//! Feasibility classification.
//!
//! The routing service happily returns an itinerary at 01:30 that sits at a
//! bus stop until 05:10 for the first morning bus. Such an answer is "a
//! route" but not a night route. The classifier decides whether an
//! itinerary is something a person could actually take right now.

use std::fmt;

use crate::domain::Itinerary;

use super::config::AdvisorConfig;

/// Which itineraries count for a search.
#[derive(Debug, Clone, Copy, PartialEq, Eq, Hash)]
pub enum SearchMode {
    /// Any combination of transit
    Any,
    /// Only itineraries with at least one subway leg
    SubwayOnly,
}

impl fmt::Display for SearchMode {
    fn fmt(&self, f: &mut fmt::Formatter<'_>) -> fmt::Result {
        match self {
            SearchMode::Any => f.write_str("any"),
            SearchMode::SubwayOnly => f.write_str("subway"),
        }
    }
}

/// Outcome of classifying one itinerary.
#[derive(Debug, Clone, Copy, PartialEq, Eq)]
pub enum Verdict {
    Available,
    Unavailable,
}

impl Verdict {
    /// Returns true for `Available`.
    pub fn is_available(&self) -> bool {
        matches!(self, Verdict::Available)
    }
}

/// Decide whether an itinerary is usable for the given mode.
///
/// Checks run in order and the first failing one decides:
/// no itinerary, no subway leg in subway mode, trip too long, wait too long.
pub fn classify(
    itinerary: Option<&Itinerary>,
    mode: SearchMode,
    config: &AdvisorConfig,
) -> Verdict {
    let Some(itinerary) = itinerary else {
        return Verdict::Unavailable;
    };

    if mode == SearchMode::SubwayOnly && !itinerary.includes_subway() {
        return Verdict::Unavailable;
    }

    // Waiting for the first morning service rather than a night route
    if itinerary.total_duration_mins() > config.max_total_mins {
        return Verdict::Unavailable;
    }

    if itinerary.wait_before_departure_mins() > config.max_wait_mins {
        return Verdict::Unavailable;
    }

    Verdict::Available
}
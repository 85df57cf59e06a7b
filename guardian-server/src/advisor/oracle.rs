//! Routing-service boundary.
//!
//! The advisor only ever asks one question of the outside world: "what is
//! the best transit itinerary if I leave at this instant?". Everything it
//! knows about last departures is inferred from the answers.

use std::future::Future;

use tokio::sync::Semaphore;

use crate::domain::{Itinerary, LocalDateTime, Location};

/// Failure to get an answer from the routing service.
///
/// Both kinds are transient infrastructure failures and are never confused
/// with "no itinerary".
#[derive(Debug, Clone, PartialEq, Eq, thiserror::Error)]
pub enum OracleError {
    /// Network, authentication, quota or malformed-response failure
    #[error("routing service unavailable: {0}")]
    Unavailable(String),

    /// No answer within the allowed wait
    #[error("routing service timed out after {0:?}")]
    Timeout(std::time::Duration),
}

/// Source of transit itineraries.
///
/// This abstraction allows the advisor to be tested against scripted
/// itineraries instead of the live routing service.
pub trait RoutingOracle: Send + Sync {
    /// Limit on calls in flight, shared by everyone using this oracle.
    ///
    /// Callers hold a permit while `query_itinerary` runs; the per-call
    /// time limit starts once the permit is granted, so waiting for a free
    /// slot never counts as a timeout. Implementations that return a limit
    /// must not also acquire it inside `query_itinerary`.
    fn call_limit(&self) -> Option<&Semaphore> {
        None
    }

    /// Best itinerary from `origin` to `destination` departing at `depart_at`.
    ///
    /// Returns `Ok(None)` when the routing service has no itinerary at all
    /// for that instant.
    fn query_itinerary(
        &self,
        origin: &Location,
        destination: &Location,
        depart_at: LocalDateTime,
    ) -> impl Future<Output = Result<Option<Itinerary>, OracleError>> + Send;
}
//! Score ring: count-up animation and SVG geometry.

use std::time::Duration;

pub const ANIMATION_DURATION: Duration = Duration::from_millis(1000);
pub const RING_RADIUS: f64 = 40.0;

/// Counts a displayed score up from 0 to `target`.
///
/// The shown value is `min(target, floor(progress * target))` while the
/// animation runs and exactly `target` once it is over, so it never
/// overshoots and always lands on the returned value.
#[derive(Debug, Clone, Copy, PartialEq)]
pub struct ScoreAnimation {
    target: f64,
    duration: Duration,
}

impl ScoreAnimation {
    pub fn new(target: f64) -> Self {
        Self::with_duration(target, ANIMATION_DURATION)
    }

    pub fn with_duration(target: f64, duration: Duration) -> Self {
        Self { target, duration }
    }

    pub fn target(&self) -> f64 {
        self.target
    }

    pub fn value_at(&self, elapsed: Duration) -> f64 {
        if elapsed >= self.duration {
            return self.target;
        }
        let progress = elapsed.as_secs_f64() / self.duration.as_secs_f64();
        (progress * self.target).floor().min(self.target).max(0.0)
    }

    /// Samples the animation at `steps + 1` evenly spaced points, end included.
    pub fn frames(&self, steps: u32) -> Vec<(f64, f64)> {
        let steps = steps.max(1);
        (0..=steps)
            .map(|i| {
                let fraction = f64::from(i) / f64::from(steps);
                let elapsed = self.duration.mul_f64(fraction);
                (fraction, self.value_at(elapsed))
            })
            .collect()
    }
}

pub fn circumference() -> f64 {
    2.0 * std::f64::consts::PI * RING_RADIUS
}

/// Stroke offset for a ring filled to `value` percent. The ring itself
/// cannot be more than full or less than empty.
pub fn dash_offset(value: f64) -> f64 {
    let fill = value.clamp(0.0, 100.0) / 100.0;
    circumference() - fill * circumference()
}

/// Score text as shown in the ring. Whole numbers print without a decimal
/// point, anything else prints exactly as returned.
pub fn format_score(value: f64) -> String {
    format!("{value}")
}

---------------

Problem to work on
Could you transcribe each entry exactly as it stands?

Solution for this exercise
//! Feasibility classification.
//!
//! The routing service happily returns an itinerary at 01:30 that sits at a
//! bus stop until 05:10 for the first morning bus. Such an answer is "a
//! route" but not a night route. The classifier decides whether an
//! itinerary is something a person could actually take right now.

use std::fmt;

use crate::domain::Itinerary;

use super::config::AdvisorConfig;

/// Which itineraries count for a search.
#[derive(Debug, Clone, Copy, PartialEq, Eq, Hash)]
pub enum SearchMode {
    /// Any combination of transit
    Any,
    /// Only itineraries with at least one subway leg
    SubwayOnly,
}

impl fmt::Display for SearchMode {
    fn fmt(&self, f: &mut fmt::Formatter<'_>) -> fmt::Result {
        match self {
            SearchMode::Any => f.write_str("any"),
            SearchMode::SubwayOnly => f.write_str("subway"),
        }
    }
}

/// Outcome of classifying one itinerary.
#[derive(Debug, Clone, Copy, PartialEq, Eq)]
pub enum Verdict {
    Available,
    Unavailable,
}

impl Verdict {
    /// Returns true for `Available`.
    pub fn is_available(&self) -> bool {
        matches!(self, Verdict::Available)
    }
}

/// Decide whether an itinerary is usable for the given mode.
///
/// Checks run in order and the first failing one decides:
/// no itinerary, no subway leg in subway mode, trip too long, wait too long.
pub fn classify(
    itinerary: Option<&Itinerary>,
    mode: SearchMode,
    config: &AdvisorConfig,
) -> Verdict {
    let Some(itinerary) = itinerary else {
        return Verdict::Unavailable;
    };

    if mode == SearchMode::SubwayOnly && !itinerary.includes_subway() {
        return Verdict::Unavailable;
    }

    // Waiting for the first morning service rather than a night route
    if itinerary.total_duration_mins() > config.max_total_mins {
        return Verdict::Unavailable;
    }

    if itinerary.wait_before_departure_mins() > config.max_wait_mins {
        return Verdict::Unavailable;
    }

    Verdict::Available
}
repository 85df57cf59e06a7b
filename guardian-server/src/advisor/oracle.rs
//! Routing-service boundary.
//!
//! The advisor only ever asks one question of the outside world: "what is
//! the best transit itinerary if I leave at this instant?". Everything it
//! knows about last departures is inferred from the answers.

use std::future::Future;

use tokio::sync::Semaphore;

use crate::domain::{Itinerary, LocalDateTime, Location};

/// Failure to get an answer from the routing service.
///
/// Both kinds are transient infrastructure failures and are never confused
/// with "no itinerary".
#[derive(Debug, Clone, PartialEq, Eq, thiserror::Error)]
pub enum OracleError {
    /// Network, authentication, quota or malformed-response failure
    #[error("routing service unavailable: {0}")]
    Unavailable(String),

    /// No answer within the allowed wait
    #[error("routing service timed out after {0:?}")]
    Timeout(std::time::Duration),
}

/// Source of transit itineraries.
///
/// This abstraction allows the advisor to be tested against scripted
/// itineraries instead of the live routing service.
pub trait RoutingOracle: Send + Sync {
    /// Limit on calls in flight, shared by everyone using this oracle.
    ///
    /// Callers hold a permit while `query_itinerary` runs; the per-call
    /// time limit starts once the permit is granted, so waiting for a free
    /// slot never counts as a timeout. Implementations that return a limit
    /// must not also acquire it inside `query_itinerary`.
    fn call_limit(&self) -> Option<&Semaphore> {
        None
    }

    /// Best itinerary from `origin` to `destination` departing at `depart_at`.
    ///
    /// Returns `Ok(None)` when the routing service has no itinerary at all
    /// for that instant.
    fn query_itinerary(
        &self,
        origin: &Location,
        destination: &Location,
        depart_at: LocalDateTime,
    ) -> impl Future<Output = Result<Option<Itinerary>, OracleError>> + Send;
}
//! Score ring: count-up animation and SVG geometry.

use std::time::Duration;

pub const ANIMATION_DURATION: Duration = Duration::from_millis(1000);
pub const RING_RADIUS: f64 = 40.0;

/// Counts a displayed score up from 0 to `target`.
///
/// The shown value is `min(target, floor(progress * target))` while the
/// animation runs and exactly `target` once it is over, so it never
/// overshoots and always lands on the returned value.
#[derive(Debug, Clone, Copy, PartialEq)]
pub struct ScoreAnimation {
    target: f64,
    duration: Duration,
}

impl ScoreAnimation {
    pub fn new(target: f64) -> Self {
        Self::with_duration(target, ANIMATION_DURATION)
    }

    pub fn with_duration(target: f64, duration: Duration) -> Self {
        Self { target, duration }
    }

    pub fn target(&self) -> f64 {
        self.target
    }

    pub fn value_at(&self, elapsed: Duration) -> f64 {
        if elapsed >= self.duration {
            return self.target;
        }
        let progress = elapsed.as_secs_f64() / self.duration.as_secs_f64();
        (progress * self.target).floor().min(self.target).max(0.0)
    }

    /// Samples the animation at `steps + 1` evenly spaced points, end included.
    pub fn frames(&self, steps: u32) -> Vec<(f64, f64)> {
        let steps = steps.max(1);
        (0..=steps)
            .map(|i| {
                let fraction = f64::from(i) / f64::from(steps);
                let elapsed = self.duration.mul_f64(fraction);
                (fraction, self.value_at(elapsed))
            })
            .collect()
    }
}

pub fn circumference() -> f64 {
    2.0 * std::f64::consts::PI * RING_RADIUS
}

/// Stroke offset for a ring filled to `value` percent. The ring itself
/// cannot be more than full or less than empty.
pub fn dash_offset(value: f64) -> f64 {
    let fill = value.clamp(0.0, 100.0) / 100.0;
    circumference() - fill * circumference()
}

/// Score text as shown in the ring. Whole numbers print without a decimal
/// point, anything else prints exactly as returned.
pub fn format_score(value: f64) -> String {
    format!("{value}")
}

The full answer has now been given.